One day before he passed away, the latest version of the iPhone was released. I have the iPhone 4, the earlier version. I love it. I use it daily. But Steve Jobs adamantly believed that we cannot be satisfied with how things are; rather, we must constantly strive to improve upon what is already good. Even on those things that are already great … //
… In Hebrew the word for the past is avar, which shares the same root as the word for “sin,” aveirah. We are constantly obligated to improve, for ourselves and for the world around us.

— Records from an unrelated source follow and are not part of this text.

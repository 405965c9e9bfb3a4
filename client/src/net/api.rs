//! REST API helpers for communicating with the MAOS server.
//!
//! Client-side (hydrate): real HTTP calls via `gloo-net`.
//! Server-side (SSR): stubs returning errors since these endpoints are only
//! meaningful in the browser.
//!
//! ERROR HANDLING
//! ==============
//! Auth calls surface `AuthError` so the auth context can tell a rejected
//! credential from an unreachable server. ERP reads return `Result<_, String>`
//! and report 401/403 to the auth context before failing.

#![allow(clippy::unused_async)]

#[cfg(test)]
#[path = "api_test.rs"]
mod api_test;

use async_trait::async_trait;
use session::{AuthApi, AuthContext, AuthError, Credentials, Session};

#[cfg(any(test, feature = "hydrate"))]
const LOGIN_ENDPOINT: &str = "/api/auth/login";
#[cfg(any(test, feature = "hydrate"))]
const VALIDATE_ENDPOINT: &str = "/api/auth/validate";
#[cfg(feature = "hydrate")]
const LOGOUT_ENDPOINT: &str = "/api/auth/logout";

#[cfg(any(test, feature = "hydrate"))]
fn bearer(token: &str) -> String {
    format!("Bearer {token}")
}

#[cfg(any(test, feature = "hydrate"))]
fn erp_endpoint(path: &str) -> String {
    format!("/api/erp/{}", path.trim_start_matches('/'))
}

/// Map a non-success login response to an [`AuthError`].
#[cfg(any(test, feature = "hydrate"))]
fn login_failure(status: u16, body: &str) -> AuthError {
    match status {
        400 | 401 | 403 => {
            let message = serde_json::from_str::<serde_json::Value>(body)
                .ok()
                .and_then(|v| v.get("error").and_then(serde_json::Value::as_str).map(str::to_owned))
                .unwrap_or_else(|| "invalid email or password".to_owned());
            AuthError::Rejected(message)
        }
        _ => AuthError::Upstream(format!("{LOGIN_ENDPOINT} failed: {status}")),
    }
}

/// Map a `/api/auth/validate` status to the collaborator contract.
#[cfg(any(test, feature = "hydrate"))]
fn validate_outcome(status: u16) -> Result<bool, AuthError> {
    match status {
        200..=299 => Ok(true),
        401 | 403 => Ok(false),
        other => Err(AuthError::Upstream(format!("{VALIDATE_ENDPOINT} failed: {other}"))),
    }
}

#[cfg(any(test, feature = "hydrate"))]
fn erp_failure_message(path: &str, status: u16) -> String {
    format!("erp request {path} failed: {status}")
}

/// Auth collaborator backed by the MAOS server's `/api/auth/*` endpoints.
#[derive(Clone, Copy, Debug, Default)]
pub struct HttpAuthApi;

#[async_trait(?Send)]
impl AuthApi for HttpAuthApi {
    async fn login(&self, credentials: &Credentials) -> Result<Session, AuthError> {
        #[cfg(feature = "hydrate")]
        {
            let resp = gloo_net::http::Request::post(LOGIN_ENDPOINT)
                .json(credentials)
                .map_err(|e| AuthError::Network(e.to_string()))?
                .send()
                .await
                .map_err(|e| AuthError::Network(e.to_string()))?;
            if !resp.ok() {
                let body = resp.text().await.unwrap_or_default();
                return Err(login_failure(resp.status(), &body));
            }
            let body = resp.text().await.map_err(|e| AuthError::Network(e.to_string()))?;
            Ok(Session::from_json(&body)?)
        }
        #[cfg(not(feature = "hydrate"))]
        {
            let _ = credentials;
            Err(AuthError::Network("not available on server".to_owned()))
        }
    }

    async fn validate_token(&self, token: &str) -> Result<bool, AuthError> {
        #[cfg(feature = "hydrate")]
        {
            let resp = gloo_net::http::Request::get(VALIDATE_ENDPOINT)
                .header("Authorization", &bearer(token))
                .send()
                .await
                .map_err(|e| AuthError::Network(e.to_string()))?;
            validate_outcome(resp.status())
        }
        #[cfg(not(feature = "hydrate"))]
        {
            let _ = token;
            Err(AuthError::Network("not available on server".to_owned()))
        }
    }
}

/// Revoke `token` server-side by calling `POST /api/auth/logout`.
/// Best effort: the local session is already gone by the time this runs.
pub async fn revoke_session(token: String) {
    #[cfg(feature = "hydrate")]
    {
        let result = gloo_net::http::Request::post(LOGOUT_ENDPOINT)
            .header("Authorization", &bearer(&token))
            .send()
            .await;
        if let Err(e) = result {
            log::warn!("session revoke failed: {e}");
        }
    }
    #[cfg(not(feature = "hydrate"))]
    {
        let _ = token;
    }
}

/// Read an ERP resource through `GET /api/erp/{path}` with the current token.
///
/// A 401/403 answer invalidates the local session before the error returns.
///
/// # Errors
///
/// Returns an error string when no session is active, the request fails, or
/// the response is not success JSON.
pub async fn fetch_erp(auth: &AuthContext, path: &str) -> Result<serde_json::Value, String> {
    #[cfg(feature = "hydrate")]
    {
        let token = auth.bearer_token().ok_or_else(|| "not signed in".to_owned())?;
        let resp = gloo_net::http::Request::get(&erp_endpoint(path))
            .header("Authorization", &bearer(&token))
            .send()
            .await
            .map_err(|e| e.to_string())?;
        if auth.observe_status(resp.status()) || !resp.ok() {
            return Err(erp_failure_message(path, resp.status()));
        }
        resp.json::<serde_json::Value>().await.map_err(|e| e.to_string())
    }
    #[cfg(not(feature = "hydrate"))]
    {
        let _ = (auth, path);
        Err("not available on server".to_owned())
    }
}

My gym has a great catchphrase: “There is no such thing as staying the same. You are either striving to do better, or allowing yourself to become worse.” Steve Jobs was always striving to become better, to improve upon greatness and to create the unimaginable. In doing so, he showed the rest of us how a college dropout has the ability to change the world. He showed us that loving what you do is an integral part of success. He proved that innovation is necessary, and that things can always be better.
Each and every one of us has a new version to create. There are no limitations for what can be. So let’s take advantage of the blessing we are given each new day, and learn how to really live our lives.
Sent from my iPad. (full text).
(Sara Esther Crispe, a writer, inspirational speaker and mother of four, is the editor of TheJewishWoman.org. She is also the editor of the Society and Living section of Chabad.org. To book Sara Esther for a speaking engagement, please click here).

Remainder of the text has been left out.